AMD is fighting the battle in a cheaper way ... PR.
 
And so does AMD.
The difference is that AMD chose to open TressFX, FreeSync and Mantle (through the Vulkan fork). nVidia chose to lock Hairworks, G-Sync and GPU-accelerated PhysX.
Customers can't force nVidia to do jack, but they can very well prefer another IHV based on the above.

Nvidia also choses to spend a greater percentage of its revenue on R&D and has clearly stated that it considers itself a software company.
That was more than just idle talk. Combined this with the fact that Nvidia also has greater total revenue than AMD, and is arguably more focused, it means that the company has a lot more value locked in its software.
Nvidia has built a rich software environment which is just one of the benefits that it provides to its customers. While the availability of source code from AMD is a great thing, it is a reflection on market realities as much as a difference in philosophy.

And so is TressFX.
Though TressFX is open for nVidia, Intel and ISVs to optimize their code as they see fit. Hairworks is deliberately closed in order to prevent such optimizations.

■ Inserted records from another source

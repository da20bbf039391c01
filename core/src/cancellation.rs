//! Cancellation tokens for effects.
//!
//! A [`CancellationToken`] is shared between whoever issued an effect and the
//! effect itself. Cancelling it never interrupts the underlying I/O from the
//! outside; the effect observes the token and drops its result instead of
//! feeding an action back into the store.

use std::sync::atomic::{AtomicBool, Ordering};
use std::sync::Arc;
use tokio::sync::Notify;

/// Shared, cloneable cancellation flag.
///
/// All clones observe the same state. Once cancelled a token stays cancelled.
///
/// # Example
///
/// ```
/// use pantry_core::cancellation::CancellationToken;
///
/// let token = CancellationToken::new();
/// let observer = token.clone();
/// assert!(!observer.is_cancelled());
///
/// token.cancel();
/// assert!(observer.is_cancelled());
/// ```
#[derive(Clone, Default)]
pub struct CancellationToken {
    inner: Arc<Inner>,
}

#[derive(Default)]
struct Inner {
    cancelled: AtomicBool,
    notify: Notify,
}

impl CancellationToken {
    /// Create a fresh, uncancelled token
    #[must_use]
    pub fn new() -> Self {
        Self::default()
    }

    /// Cancel the token and wake every task waiting in [`cancelled`](Self::cancelled)
    pub fn cancel(&self) {
        if !self.inner.cancelled.swap(true, Ordering::AcqRel) {
            self.inner.notify.notify_waiters();
        }
    }

    /// Whether [`cancel`](Self::cancel) has been called on any clone
    #[must_use]
    pub fn is_cancelled(&self) -> bool {
        self.inner.cancelled.load(Ordering::Acquire)
    }

    /// Resolve once the token is cancelled
    ///
    /// Returns immediately if the token is already cancelled.
    pub async fn cancelled(&self) {
        loop {
            let notified = self.inner.notify.notified();
            tokio::pin!(notified);
            // Register before checking the flag so a concurrent cancel is not missed
            notified.as_mut().enable();

            if self.is_cancelled() {
                return;
            }

            notified.await;
        }
    }
}

impl std::fmt::Debug for CancellationToken {
    fn fmt(&self, f: &mut std::fmt::Formatter<'_>) -> std::fmt::Result {
        f.debug_struct("CancellationToken")
            .field("cancelled", &self.is_cancelled())
            .finish()
    }
}
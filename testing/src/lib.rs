//! # Pantry Testing
//!
//! Testing utilities and helpers for the Pantry architecture.
//!
//! This crate provides:
//! - Mock implementations of Environment traits ([`MockHttpClient`])
//! - A Given-When-Then harness for reducers ([`ReducerTest`])
//! - Assertion helpers for effects
//! - Tracing setup for tests
//!
//! ## Example
//!
//! ```ignore
//! use pantry_testing::{MockHttpClient, helpers};
//!
//! #[tokio::test]
//! async fn test_add_flow() {
//!     helpers::init_test_tracing();
//!     let client = MockHttpClient::new();
//!     client.respond_with(json!({"name": "xyz123"}));
//!
//!     let dispatcher = RequestDispatcher::<PendingChange>::new(Arc::new(client.clone()));
//!     let mut ticket = dispatcher.send(url, Method::Post, body, None, Some("ADD"))?;
//!     ticket.wait().await;
//!
//!     assert!(dispatcher.snapshot().data().is_some());
//! }
//! ```

/// Mock implementations of Environment traits
pub mod mocks;


/// Test helpers and utilities
pub mod helpers {
    use std::sync::Once;

    static INIT: Once = Once::new();

    /// Install a `tracing` subscriber for tests
    ///
    /// Honors `RUST_LOG`, writes through the test harness's captured output
    /// and is safe to call from every test.
    pub fn init_test_tracing() {
        INIT.call_once(|| {
            let _ = tracing_subscriber::fmt()
                .with_env_filter(
                    tracing_subscriber::EnvFilter::try_from_default_env()
                        .unwrap_or_else(|_| tracing_subscriber::EnvFilter::new("warn")),
                )
                .with_test_writer()
                .try_init();
        });
    }
}

// Re-export commonly used items
pub use mocks::{MockHttpClient, ResponseGate};
pub use reducer_test::{assertions, ReducerTest};
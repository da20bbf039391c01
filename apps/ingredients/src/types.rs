//! Domain types for the ingredient list.

use serde::{Deserialize, Serialize};

/// Request identifier for adding an ingredient
pub const ADD_INGREDIENT: &str = "ADD_INGREDIENT";

/// Request identifier for removing an ingredient
pub const REMOVE_INGREDIENT: &str = "REMOVE_INGREDIENT";

/// Key assigned to an ingredient by the remote store
#[derive(Clone, Debug, PartialEq, Eq, Hash, PartialOrd, Ord, Serialize, Deserialize)]
#[serde(transparent)]
pub struct IngredientId(String);

impl IngredientId {
    /// Wrap a server-assigned key
    #[must_use]
    pub fn new(key: impl Into<String>) -> Self {
        Self(key.into())
    }

    /// The key as sent on the wire
    #[must_use]
    pub fn as_str(&self) -> &str {
        &self.0
    }
}

impl std::fmt::Display for IngredientId {
    fn fmt(&self, f: &mut std::fmt::Formatter<'_>) -> std::fmt::Result {
        f.write_str(&self.0)
    }
}

/// An ingredient in the list
#[derive(Clone, Debug, PartialEq, Eq, Serialize, Deserialize)]
pub struct Ingredient {
    /// Server-assigned key
    pub id: IngredientId,
    /// Name, also what search matches on
    pub title: String,
    /// Free-form quantity
    pub amount: String,
}

impl Ingredient {
    /// Attach a server-assigned key to a new ingredient
    #[must_use]
    pub fn from_new(id: IngredientId, new: NewIngredient) -> Self {
        Self {
            id,
            title: new.title,
            amount: new.amount,
        }
    }
}

/// An ingredient that has not been stored yet
#[derive(Clone, Debug, PartialEq, Eq, Serialize, Deserialize)]
pub struct NewIngredient {
    /// Name
    pub title: String,
    /// Free-form quantity
    pub amount: String,
}

impl NewIngredient {
    /// Create a new ingredient
    #[must_use]
    pub fn new(title: impl Into<String>, amount: impl Into<String>) -> Self {
        Self {
            title: title.into(),
            amount: amount.into(),
        }
    }
}

/// Correlation payload of a mutation request
#[derive(Clone, Debug, PartialEq, Eq)]
pub enum PendingChange {
    /// Adding this ingredient; its key arrives in the response
    Add(NewIngredient),
    /// Removing the ingredient with this key
    Remove(IngredientId),
}
//! Request lifecycle state.

use serde::{Deserialize, Serialize};
use serde_json::Value;

/// Identifier of one `send` on a dispatcher.
///
/// Ids increase monotonically per dispatcher, so a larger id was issued later.
#[derive(Clone, Copy, Debug, PartialEq, Eq, PartialOrd, Ord, Hash, Serialize, Deserialize)]
pub struct RequestId(pub u64);

impl std::fmt::Display for RequestId {
    fn fmt(&self, f: &mut std::fmt::Formatter<'_>) -> std::fmt::Result {
        write!(f, "req-{}", self.0)
    }
}

/// Where a request is in its lifecycle
#[derive(Clone, Copy, Debug, Default, PartialEq, Eq, Serialize, Deserialize)]
pub enum RequestStatus {
    /// Nothing sent since creation or the last reset
    #[default]
    Idle,
    /// A request is in flight
    Loading,
    /// The last resolved request returned a JSON payload
    Succeeded,
    /// The last resolved request failed
    Failed,
}

/// Snapshot of the request lifecycle.
///
/// `X` is the caller's correlation payload ("extra"). It is stored when a
/// request succeeds and returned unchanged.
///
/// `data` and `error` are never both present.
#[derive(Clone, Debug, PartialEq, Serialize, Deserialize)]
pub struct RequestState<X> {
    pub(crate) status: RequestStatus,
    pub(crate) error: Option<String>,
    pub(crate) data: Option<Value>,
    pub(crate) extra: Option<X>,
    pub(crate) identifier: Option<String>,
    pub(crate) issued: Option<RequestId>,
    pub(crate) resolved: Option<RequestId>,
}

impl<X> Default for RequestState<X> {
    fn default() -> Self {
        Self {
            status: RequestStatus::Idle,
            error: None,
            data: None,
            extra: None,
            identifier: None,
            issued: None,
            resolved: None,
        }
    }
}

impl<X> RequestState<X> {
    /// The initial Idle snapshot
    #[must_use]
    pub fn idle() -> Self {
        Self::default()
    }

    /// Current lifecycle status
    #[must_use]
    pub const fn status(&self) -> RequestStatus {
        self.status
    }

    /// Whether a request is in flight
    #[must_use]
    pub const fn is_loading(&self) -> bool {
        matches!(self.status, RequestStatus::Loading)
    }

    /// Failure message of the last resolved request
    #[must_use]
    pub fn error(&self) -> Option<&str> {
        self.error.as_deref()
    }

    /// Payload of the last successful request
    ///
    /// A JSON `null` body is `Some(&Value::Null)`, distinct from "no payload".
    #[must_use]
    pub const fn data(&self) -> Option<&Value> {
        self.data.as_ref()
    }

    /// Correlation payload of the last successful request
    #[must_use]
    pub const fn extra(&self) -> Option<&X> {
        self.extra.as_ref()
    }

    /// Identifier of the most recently sent request
    #[must_use]
    pub fn identifier(&self) -> Option<&str> {
        self.identifier.as_deref()
    }

    /// Id of the most recently sent request
    #[must_use]
    pub const fn issued(&self) -> Option<RequestId> {
        self.issued
    }

    /// Id of the request whose outcome this snapshot reflects
    #[must_use]
    pub const fn resolved(&self) -> Option<RequestId> {
        self.resolved
    }

    /// Whether the outcome shown came from a request older than the latest one sent
    #[must_use]
    pub fn is_stale(&self) -> bool {
        matches!((self.resolved, self.issued), (Some(resolved), Some(issued)) if resolved < issued)
    }
}

#[cfg(test)]
mod tests {
    use super::*;

    #[test]
    fn idle_snapshot_is_empty() {
        let state = RequestState::<()>::idle();

        assert_eq!(state.status(), RequestStatus::Idle);
        assert!(!state.is_loading());
        assert!(state.error().is_none());
        assert!(state.data().is_none());
        assert!(state.extra().is_none());
        assert!(state.identifier().is_none());
        assert!(!state.is_stale());
    }

    #[test]
    fn stale_when_an_older_request_resolved_last() {
        let state = RequestState::<()> {
            status: RequestStatus::Succeeded,
            issued: Some(RequestId(2)),
            resolved: Some(RequestId(1)),
            ..RequestState::default()
        };
        assert!(state.is_stale());
    }

    #[test]
    fn request_id_display() {
        assert_eq!(RequestId(42).to_string(), "req-42");
    }
}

It is closed to protect Nvidia's investment and made available where that is in the company's interest, yes.

No one was talking about hardware development.
But if you do want to talk about software development, you should know that Intel had to pay a sizable sum of money to governments and AMD when they were found guilty of purposely sabotaging AMD CPUs with their x86 compilers.



Perhaps nVidia is lucky that official anti-monopoly entities don't take gaming very seriously. Yet.

I think that's a laughable sentiment. In which field could Nvidia possibly be perceived to have anywhere close to a monopoly?
 
...just a question I was posing to myself: using an insane tessellation level which gives no serious visual advantages but impairs AMD cards is a casualty, right?

Or maybe if AMD provided something similar to the GeForce Experience utility, its users could have the benefit of automatically selecting lower quality tessellation to match the hardware's limitations.
 
Isn't Amd Gaming Evolved aka Raptr little bit like GeForce Experience? Although I don't think it adjust Catalyst profiles = Tesselation factor unless game settings have it.
 
Isn't Amd Gaming Evolved aka Raptr little bit like GeForce Experience? Although I don't think it adjust Catalyst profiles = Tesselation factor unless game settings have it.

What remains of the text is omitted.